- What is expected
Report the lines of the data below that contain the string "default".

····················

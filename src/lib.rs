//! textmill - complexity-driven OCR orchestration.
//!
//! Scores each incoming page for processing difficulty, selects one or more
//! OCR backends under VRAM/CPU capacity constraints, dispatches work with
//! bounded concurrency, per-attempt timeouts, and retry/fallback
//! escalation, and reconciles parallel backend outputs into a single result
//! via confidence-weighted voting.
//!
//! The orchestrator consumes preprocessed page images and produces OCR
//! results; ingestion, storage, and notification belong to the caller.
//!
//! ## Pipeline
//!
//! Complexity Analyzer -> Backend Router -> Execution Engine
//! (-> Ensemble Reconciler in hybrid mode) -> Job State Machine.
//!
//! ```no_run
//! use textmill::config::OrchestratorConfig;
//! use textmill::orchestrator::{DocumentRequest, Orchestrator};
//! use textmill::registry::BackendRegistry;
//! use textmill::router::RoutingMode;
//! use tokio_util::sync::CancellationToken;
//!
//! # async fn example(pages: Vec<textmill::model::PageImage>) {
//! let config = OrchestratorConfig::default();
//! let registry = BackendRegistry::new(config.health.clone());
//! // ... register backends ...
//! let orchestrator = Orchestrator::new(config, registry);
//!
//! let (events, _rx) = tokio::sync::mpsc::channel(64);
//! let job = orchestrator
//!     .process_document(
//!         DocumentRequest {
//!             document_id: "doc-42".into(),
//!             pages,
//!             mode: RoutingMode::Auto,
//!             doc_type_hint: None,
//!         },
//!         CancellationToken::new(),
//!         events,
//!     )
//!     .await;
//! # }
//! ```

pub mod backend;
pub mod cli;
pub mod complexity;
pub mod config;
pub mod ensemble;
pub mod error;
pub mod execution;
pub mod job;
pub mod model;
pub mod orchestrator;
pub mod registry;
pub mod router;

pub use complexity::{Classification, ComplexityAnalyzer, ComplexityScore};
pub use config::OrchestratorConfig;
pub use error::{AttemptError, PageError};
pub use job::{JobEvent, JobStatus, ProcessingJob};
pub use model::{EnsembleResult, OcrAttempt, PageImage, PageOutcome, PageResult};
pub use orchestrator::{DocumentRequest, Orchestrator};
pub use registry::BackendRegistry;
pub use router::{RoutingMode, RoutingPlan};
//! Per-document job state.
//!
//! Thin aggregation layer: page-level completions reported by the execution
//! engine drive every transition; nothing mutates a job from outside.
//! Aggregation is by count, not sequence, since pages resolve in any order.
//! Progress reads are eventually consistent under concurrent updates.

use std::sync::Mutex;

use chrono::{DateTime, Utc};
use serde::{Deserialize, Serialize};
use uuid::Uuid;

use crate::model::PageResult;

/// Document-level processing state.
#[derive(Debug, Clone, Copy, PartialEq, Eq, Serialize, Deserialize)]
pub enum JobStatus {
    Queued,
    Running,
    /// Every page resolved successfully.
    Completed,
    /// At least one page failed after exhausting retries, but not all.
    PartiallyFailed,
    /// Every page failed.
    Failed,
    /// Cancelled mid-flight; finalized pages are retained.
    Cancelled,
}

impl JobStatus {
    pub fn is_terminal(&self) -> bool {
        !matches!(self, JobStatus::Queued | JobStatus::Running)
    }
}

/// Progress events emitted while a job runs, for UIs and callers that track
/// long documents.
#[derive(Debug, Clone)]
pub enum JobEvent {
    JobStarted {
        document_id: String,
        total_pages: usize,
    },
    PageStarted {
        page_number: u32,
    },
    PageCompleted {
        page_number: u32,
        needs_review: bool,
    },
    PageFailed {
        page_number: u32,
        error: String,
    },
    JobFinalized {
        document_id: String,
        status: JobStatus,
    },
}

/// Finalized per-document aggregate returned to the caller, which owns
/// persistence and notification.
#[derive(Debug, Clone)]
pub struct ProcessingJob {
    pub id: Uuid,
    pub document_id: String,
    pub total_pages: usize,
    /// Finalized page results, ordered by page number. Under cancellation
    /// this holds only the pages that resolved before the cut.
    pub pages: Vec<PageResult>,
    pub status: JobStatus,
    pub progress_percent: f32,
    pub started_at: DateTime<Utc>,
    pub finished_at: Option<DateTime<Utc>>,
}

struct TrackerInner {
    pages: Vec<PageResult>,
    status: JobStatus,
    cancelled: bool,
    finished_at: Option<DateTime<Utc>>,
}

/// Mutable job state shared between in-flight page tasks.
pub struct JobTracker {
    id: Uuid,
    document_id: String,
    total_pages: usize,
    started_at: DateTime<Utc>,
    inner: Mutex<TrackerInner>,
}

impl JobTracker {
    pub fn new(document_id: &str, total_pages: usize) -> Self {
        Self {
            id: Uuid::new_v4(),
            document_id: document_id.to_string(),
            total_pages,
            started_at: Utc::now(),
            inner: Mutex::new(TrackerInner {
                pages: Vec::with_capacity(total_pages),
                status: JobStatus::Queued,
                cancelled: false,
                finished_at: None,
            }),
        }
    }

    pub fn document_id(&self) -> &str {
        &self.document_id
    }

    pub fn start(&self) {
        let mut inner = self.inner.lock().expect("job lock poisoned");
        if inner.status == JobStatus::Queued {
            inner.status = JobStatus::Running;
        }
    }

    /// Record one finalized page. Drives the Running -> terminal transition
    /// when the last pending page resolves.
    pub fn record_page(&self, result: PageResult) {
        let mut inner = self.inner.lock().expect("job lock poisoned");
        inner.pages.push(result);
        if inner.pages.len() >= self.total_pages && !inner.status.is_terminal() {
            inner.status = terminal_status(&inner.pages, self.total_pages, inner.cancelled);
            inner.finished_at = Some(Utc::now());
        }
    }

    /// Mark the job cancelled. Pages already finalized stay; the terminal
    /// status becomes Cancelled once outstanding work unwinds.
    pub fn mark_cancelled(&self) {
        let mut inner = self.inner.lock().expect("job lock poisoned");
        inner.cancelled = true;
    }

    /// Current progress. Transiently stale under concurrent updates, which
    /// readers must tolerate.
    pub fn progress_percent(&self) -> f32 {
        let inner = self.inner.lock().expect("job lock poisoned");
        if self.total_pages == 0 {
            return 100.0;
        }
        inner.pages.len() as f32 / self.total_pages as f32 * 100.0
    }

    /// Snapshot the finalized job. Forces a terminal status for jobs ending
    /// early (cancellation, empty documents).
    pub fn finalize(&self) -> ProcessingJob {
        let mut inner = self.inner.lock().expect("job lock poisoned");
        if !inner.status.is_terminal() {
            inner.status = terminal_status(&inner.pages, self.total_pages, inner.cancelled);
            inner.finished_at = Some(Utc::now());
        }
        let mut pages = inner.pages.clone();
        pages.sort_by_key(|p| p.page_number);
        let progress = if self.total_pages == 0 {
            100.0
        } else {
            pages.len() as f32 / self.total_pages as f32 * 100.0
        };
        ProcessingJob {
            id: self.id,
            document_id: self.document_id.clone(),
            total_pages: self.total_pages,
            pages,
            status: inner.status,
            progress_percent: progress,
            started_at: self.started_at,
            finished_at: inner.finished_at,
        }
    }
}

fn terminal_status(pages: &[PageResult], total_pages: usize, cancelled: bool) -> JobStatus {
    if cancelled && pages.len() < total_pages {
        return JobStatus::Cancelled;
    }
    let succeeded = pages.iter().filter(|p| p.outcome.is_success()).count();
    let failed = pages.len() - succeeded;
    if failed == 0 {
        JobStatus::Completed
    } else if succeeded == 0 {
        JobStatus::Failed
    } else {
        JobStatus::PartiallyFailed
    }
}

impl ProcessingJob {
    /// Pages that failed terminally, for per-page caller handling.
    pub fn failed_pages(&self) -> impl Iterator<Item = &PageResult> {
        self.pages.iter().filter(|p| !p.outcome.is_success())
    }

    /// Pages flagged for manual review.
    pub fn review_pages(&self) -> impl Iterator<Item = &PageResult> {
        self.pages.iter().filter(|p| p.needs_review)
    }
}

#[cfg(test)]
mod tests {
    use super::*;
    use crate::error::PageError;
    use crate::model::PageOutcome;

    fn ok_page(n: u32) -> PageResult {
        PageResult {
            page_number: n,
            outcome: PageOutcome::Single {
                backend_id: "fast".into(),
                text: format!("page {}", n),
                confidence: 0.9,
                structured_fields: Default::default(),
            },
            attempts: Vec::new(),
            needs_review: false,
        }
    }

    fn failed_page(n: u32) -> PageResult {
        PageResult {
            page_number: n,
            outcome: PageOutcome::Failed(PageError::AllCandidatesExhausted {
                last: "down".into(),
            }),
            attempts: Vec::new(),
            needs_review: false,
        }
    }

    /// Exhaustive three-page matrix: 0, 1, 2, and 3 failing pages.
    #[test]
    fn three_page_status_matrix() {
        let cases = [
            (0, JobStatus::Completed),
            (1, JobStatus::PartiallyFailed),
            (2, JobStatus::PartiallyFailed),
            (3, JobStatus::Failed),
        ];
        for (failures, expected) in cases {
            let tracker = JobTracker::new("doc", 3);
            tracker.start();
            for n in 0..3u32 {
                if (n as usize) < failures {
                    tracker.record_page(failed_page(n));
                } else {
                    tracker.record_page(ok_page(n));
                }
            }
            let job = tracker.finalize();
            assert_eq!(job.status, expected, "{} failures", failures);
            assert_eq!(job.progress_percent, 100.0);
        }
    }

    #[test]
    fn starts_queued_then_running() {
        let tracker = JobTracker::new("doc", 2);
        assert_eq!(tracker.inner.lock().unwrap().status, JobStatus::Queued);
        tracker.start();
        assert_eq!(tracker.inner.lock().unwrap().status, JobStatus::Running);
    }

    #[test]
    fn progress_tracks_completed_pages() {
        let tracker = JobTracker::new("doc", 4);
        tracker.start();
        assert_eq!(tracker.progress_percent(), 0.0);
        tracker.record_page(ok_page(0));
        assert_eq!(tracker.progress_percent(), 25.0);
        tracker.record_page(ok_page(1));
        tracker.record_page(failed_page(2));
        assert_eq!(tracker.progress_percent(), 75.0);
    }

    #[test]
    fn cancellation_retains_finalized_pages() {
        let tracker = JobTracker::new("doc", 10);
        tracker.start();
        for n in 0..4u32 {
            tracker.record_page(ok_page(n));
        }
        tracker.mark_cancelled();
        let job = tracker.finalize();
        assert_eq!(job.status, JobStatus::Cancelled);
        assert_eq!(job.pages.len(), 4);
        assert_eq!(job.total_pages, 10);
    }

    #[test]
    fn cancellation_after_all_pages_resolved_is_not_cancelled() {
        // The cancel arrived too late to matter; the job already finished.
        let tracker = JobTracker::new("doc", 2);
        tracker.start();
        tracker.record_page(ok_page(0));
        tracker.record_page(ok_page(1));
        tracker.mark_cancelled();
        assert_eq!(tracker.finalize().status, JobStatus::Completed);
    }

    #[test]
    fn pages_sorted_by_number_regardless_of_completion_order() {
        let tracker = JobTracker::new("doc", 3);
        tracker.start();
        tracker.record_page(ok_page(2));
        tracker.record_page(ok_page(0));
        tracker.record_page(ok_page(1));
        let job = tracker.finalize();
        let numbers: Vec<u32> = job.pages.iter().map(|p| p.page_number).collect();
        assert_eq!(numbers, vec![0, 1, 2]);
    }

    #[test]
    fn empty_document_completes_immediately() {
        let tracker = JobTracker::new("doc", 0);
        tracker.start();
        let job = tracker.finalize();
        assert_eq!(job.status, JobStatus::Completed);
        assert_eq!(job.progress_percent, 100.0);
    }
}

····················

- Output of the task
//! let config = OrchestratorConfig::default();
                structured_fields: Default::default(),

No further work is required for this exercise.